Reading Online Novel

Heir of Fire(3)



            A land of plenty, of opportunity, where men didn’t just take what they wanted, where no doors ­were locked and people smiled at you in the streets. But she didn’t particularly care if someone did or didn’t smile at her—­no, as the days wore on, she found it suddenly very difficult to bring herself to care about anything at all. What­ever determination, what­ever rage, what­ever anything she’d felt upon leaving Adarlan had ebbed away, devoured by the nothingness that now gnawed at her.

            It was four days before Celaena spotted the massive capital city built across the foothills. Varese, the city where her mother had been born; ­the vibrant heart of the kingdom.

            While Varese was cleaner than Rifthold and had plenty of wealth spread between the upper and lower classes, it was a capital city all the same, with slums and back alleys, whores and gamblers—­and it hadn’t taken too long to find its underbelly.

            On the street below, three of the market guards paused to chat, and Celaena rested her chin on her hands. Like every guard in this kingdom, each was clad in light armor and bore a good number of weapons. Rumor claimed the Wendlynite soldiers ­were trained by the Fae to be ruthless and cunning and swift. And she didn’t want to know if that was true, for about a dozen different reasons. They certainly seemed a good deal more observant than the average Rifthold sentry—­even if they hadn’t yet noticed the assassin in their midst. But these days, Celaena knew the only threat she posed was to herself.

            Even baking in the sun each day, even washing up whenever she could in one of the city’s many fountain-­squares, she could still feel Archer Finn’s blood soaking her skin, into her hair. Even with the constant noise and rhythm of Varese, she could still hear Archer’s groan as she gutted him in that tunnel beneath the castle. And even with the wine and heat, she could still see Chaol, horror contorting his face at what he’d learned about her Fae heritage and the monstrous power that could easily destroy her, about how hollow and dark she was inside.

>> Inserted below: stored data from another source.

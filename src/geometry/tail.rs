//! Tail surface definitions.

/// A trapezoidal tail surface (horizontal or vertical stabilizer).
///
/// Only the quantities the drag buildup and specification table need are
/// derived; the tails are not lofted.
#[derive(Clone, Copy, Debug, PartialEq)]
pub struct TailSurface {
    /// Root chord in metres.
    pub root_chord: f64,
    /// Tip chord in metres.
    pub tip_chord: f64,
    /// Semi-span (horizontal tail) or height (vertical tail) in metres.
    pub semi_span: f64,
    /// Quarter-chord sweep in degrees.
    pub sweep_deg: f64,
}

impl TailSurface {
    /// The benchmark's horizontal tail.
    pub fn horizontal() -> Self {
        Self {
            root_chord: 3.25,
            tip_chord: 1.22,
            semi_span: 6.5,
            sweep_deg: 30.0,
        }
    }

    /// The benchmark's vertical tail (defined in feet in the source data).
    pub fn vertical() -> Self {
        const FT: f64 = 0.3048;
        Self {
            root_chord: 15.3 * FT,
            tip_chord: 12.12 * FT,
            semi_span: 15.72 * FT,
            sweep_deg: 37.0,
        }
    }

    /// Trapezoidal planform area of one panel in square metres.
    pub fn planform_area(&self) -> f64 {
        self.semi_span * (self.root_chord + self.tip_chord) * 0.5
    }

    /// Standard trapezoid mean aerodynamic chord in metres.
    pub fn mean_aerodynamic_chord(&self) -> f64 {
        let (cr, ct) = (self.root_chord, self.tip_chord);
        (2.0 / 3.0) * (cr + ct - cr * ct / (cr + ct))
    }

    /// Full-surface aspect ratio from the one-panel area: 2 b^2 / S.
    pub fn aspect_ratio(&self) -> f64 {
        2.0 * self.semi_span * self.semi_span / self.planform_area()
    }

    /// Tip chord over root chord.
    pub fn taper_ratio(&self) -> f64 {
        self.tip_chord / self.root_chord
    }
}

            She often wondered whether he’d figured out the riddle she’d told him on the docks of Rifthold. And if he had discovered the truth . . . Celaena never let herself get that far. Now ­wasn’t the time for thinking about Chaol, or the truth, or any of the things that had left her soul so limp and weary.

            Celaena tenderly prodded her split lip and frowned at the market guards, the movement making her mouth hurt even more. She’d deserved that par­tic­u­lar blow in the brawl she’d provoked in last night’s taberna—­she’d kicked a man’s balls into his throat, and when he’d caught his breath, he’d been enraged, to say the least. Lowering her hand from her mouth, she observed the guards for a few moments. They didn’t take bribes from the merchants, or bully or threaten with fines like the guards and officials in Rifthold. Every official and soldier she’d seen so far had been similarly . . . good.

            The same way Galan Ashryver, Crown Prince of Wendlyn, was good.

            Dredging up some semblance of annoyance, Celaena stuck out her tongue. At the guards, at the market, at the hawk on the nearby chimney, at the castle and the prince who lived inside it. She wished that she had not run out of wine so early in the day.

            It had been a week since she’d figured out how to infiltrate the castle, three days after arriving in Varese itself. A week since that horrible day when all her plans crumbled around her.

            A cooling breeze pushed past, bringing with it the spices from the vendors lining the nearby street—­nutmeg, thyme, cumin, lemon verbena. She inhaled deeply, letting the scents clear her sun-­and-­wine-­addled head. The pealing of bells floated down from one of the neighboring mountain towns, and in some square of the city, a minstrel band struck up a merry midday tune. Nehemia would have loved this place.

            That fast, the world slipped, swallowed up by the abyss that now lived within her. Nehemia would never see Wendlyn. Never wander through the spice market or hear the mountain bells. A dead weight pressed on Celaena’s chest.